- Directed by: Asit Sen
- Written by: V.K. Sharma (Dialogue Writer)
- Screenplay by: Gulshan Nanda
- Story by: Gulshan Nanda
- Produced by: Dinesh Kumar
- Starring: Vinod Mehra Raj Babbar
- Cinematography: D.K. PRABHAKAR
- Music by: Mohammed Zahur Khayyam
- Release date: 1983;
- Country: India
- Language: Hindi

= Mehndi (1983 film) =

Mehndi is a 1983 Bollywood drama film, directed by Asit Sen. It stars Vinod Mehra, Bindiya, Raj Babbar. The dialogue was written by V.K. Sharma .

== Plot ==
Mehndi follows Ajit Singh, an Indian Army official. At the beginning of the movie, Ajit injures himself in battle. While healing at the army tents, he falls in love with a nurse, Gauri.

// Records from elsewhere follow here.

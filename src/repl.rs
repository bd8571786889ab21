//! Quill REPL (Read-Eval-Print Loop)
//!
//! Interactive shell with state that persists across inputs. Input is
//! accumulated until brackets balance, then every datum in it is evaluated
//! and its result (or error message) printed.

use std::io::{self, Write};

use crate::config::InterpreterConfig;
use crate::errors::print_error;
use crate::runtime::Interpreter;

/// REPL state that persists across evaluations.
pub struct ReplState {
    interp: Interpreter,
    config: InterpreterConfig,
    line_number: usize,
}

impl ReplState {
    pub fn new(config: InterpreterConfig) -> Self {
        Self {
            interp: Interpreter::with_config(config.clone()),
            config,
            line_number: 1,
        }
    }

    /// Evaluates one complete input and returns the printed results.
    /// Reader errors are reported on stderr and yield no results.
    pub fn eval_line(&mut self, input: &str) -> Vec<String> {
        let source_name = format!("<repl:{}>", self.line_number);
        self.line_number += 1;
        match self.interp.eval_named(&source_name, input) {
            Ok(values) => {
                let global = self.interp.global();
                values.iter().map(|v| self.interp.print(v, &global)).collect()
            }
            Err(e) => {
                print_error(e);
                Vec::new()
            }
        }
    }

    /// Drops every user definition by starting a fresh interpreter.
    pub fn reset(&mut self) {
        self.interp = Interpreter::with_config(self.config.clone());
    }
}

/// Main REPL entry point.
pub fn run_repl(config: InterpreterConfig) {
    println!("Quill REPL v{}", env!("CARGO_PKG_VERSION"));
    println!("Type :help for help, :quit to exit, :clear to reset the state");
    println!();

    let prompt = config.prompt.clone();
    let continuation = format!("{:>width$}", "-> ", width = prompt.chars().count());
    let mut state = ReplState::new(config);
    let mut input_buffer = String::new();

    loop {
        print!("{}", if input_buffer.is_empty() { &prompt } else { &continuation });
        let _ = io::stdout().flush();

        let mut line = String::new();
        match io::stdin().read_line(&mut line) {
            Ok(0) => {
                println!();
                break;
            }
            Ok(_) => {
                let line = line.trim_end();

                if input_buffer.is_empty() && line.trim_start().starts_with(':') {
                    match handle_repl_command(line.trim(), &mut state) {
                        ReplCommand::Continue => continue,
                        ReplCommand::Quit => break,
                    }
                }

                if !input_buffer.is_empty() {
                    input_buffer.push('\n');
                }
                input_buffer.push_str(line);

                // A blank line submits an unbalanced buffer so the reader reports it.
                if is_complete_expression(&input_buffer) || (line.is_empty() && !input_buffer.trim().is_empty()) {
                    for result in state.eval_line(&input_buffer) {
                        println!("{}", result);
                    }
                    input_buffer.clear();
                } else if input_buffer.trim().is_empty() {
                    input_buffer.clear();
                }
            }
            Err(e) => {
                eprintln!("Error reading input: {}", e);
                break;
            }
        }
    }
}

enum ReplCommand {
    Continue,
    Quit,
}

fn handle_repl_command(command: &str, state: &mut ReplState) -> ReplCommand {
    match command.to_ascii_lowercase().as_str() {
        ":help" | ":h" => {
            println!("Quill REPL Commands:");
            println!("  :help, :h     Show this help");
            println!("  :quit, :q     Exit the REPL");
            println!("  :clear, :c    Discard all definitions");
            println!();
            println!("Multi-line input is read until brackets balance.");
            ReplCommand::Continue
        }
        ":quit" | ":q" => ReplCommand::Quit,
        ":clear" | ":c" => {
            state.reset();
            println!("Context cleared.");
            ReplCommand::Continue
        }
        _ => {
            println!("Unknown command: {}. Type :help for available commands.", command);
            ReplCommand::Continue
        }
    }
}

/// True when brackets balance outside strings and comments.
pub fn is_complete_expression(input: &str) -> bool {
    if input.trim().is_empty() {
        return false;
    }

    let mut depth: i64 = 0;
    let mut in_string = false;
    let mut in_comment = false;
    let mut escape_next = false;

    for ch in input.chars() {
        if in_comment {
            in_comment = ch != '\n';
            continue;
        }
        if escape_next {
            escape_next = false;
            continue;
        }
        match ch {
            '\\' if in_string => escape_next = true,
            '"' => in_string = !in_string,
            ';' if !in_string => in_comment = true,
            '(' | '[' if !in_string => depth += 1,
            ')' | ']' if !in_string => depth -= 1,
            _ => {}
        }
    }

    depth <= 0 && !in_string
}

#[cfg(test)]
mod tests {
    use super::*;

    #[test]
    fn test_is_complete_expression() {
        assert!(is_complete_expression("42"));
        assert!(is_complete_expression("(+ 1 2)"));
        assert!(is_complete_expression("(begin (define x 10) (+ x 5))"));
        assert!(is_complete_expression("\"hello (world\""));
        assert!(is_complete_expression("(f 1) ; (unbalanced comment"));
        assert!(is_complete_expression("(+ 1 2))"));

        assert!(!is_complete_expression("(+ 1"));
        assert!(!is_complete_expression("[let ((x 1)"));
        assert!(!is_complete_expression("\"unclosed string"));
        assert!(!is_complete_expression(""));
    }

    #[test]
    fn state_persists_and_resets() {
        let mut state = ReplState::new(InterpreterConfig::default());
        assert!(state.eval_line("(define x 5)").len() == 1);
        assert_eq!(state.eval_line("(+ x 1)"), vec!["6"]);
        state.reset();
        assert_eq!(state.eval_line("x"), vec!["Variable 'x' is not bound"]);
    }
}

Once Ajit recovers, he and Gauri decide to marry after Ajit's next mission. However, when he returns, he finds both that Gauri had been molested and murdered, and that his best friend had gone missing in war, and was presumed dead. Ajit, heartbroken, decides to marry another woman, Madhuri. Later on, it is revealed that Ajit's best friend that had gone missing was alive, and that he used to be Madhuri's lover.

==Cast==
- Raj Babbar as Ajit Singh|
- Vinod Mehra as Gautam
- Ranjeeta Kaur as Madhuri ' Madhu
- Raj Bothra as Dr Rajan
- Usha Kiran as Gautam,s mom
- Birbal as Langotiprasad
- Meena T as Maya
- Shakti Kapoor as Shakti R Singh
- Bindiya Goswami as Gauri
- Madan Puri as Pukhraj, Madhuri,s dad
- Mohan Choti as Ramesh, Shakti,s friend
- Seema Deo as Lisa

==Soundtrack==
The music of the film was composed by Khayyam, while the lyrics were written by Verma Malik.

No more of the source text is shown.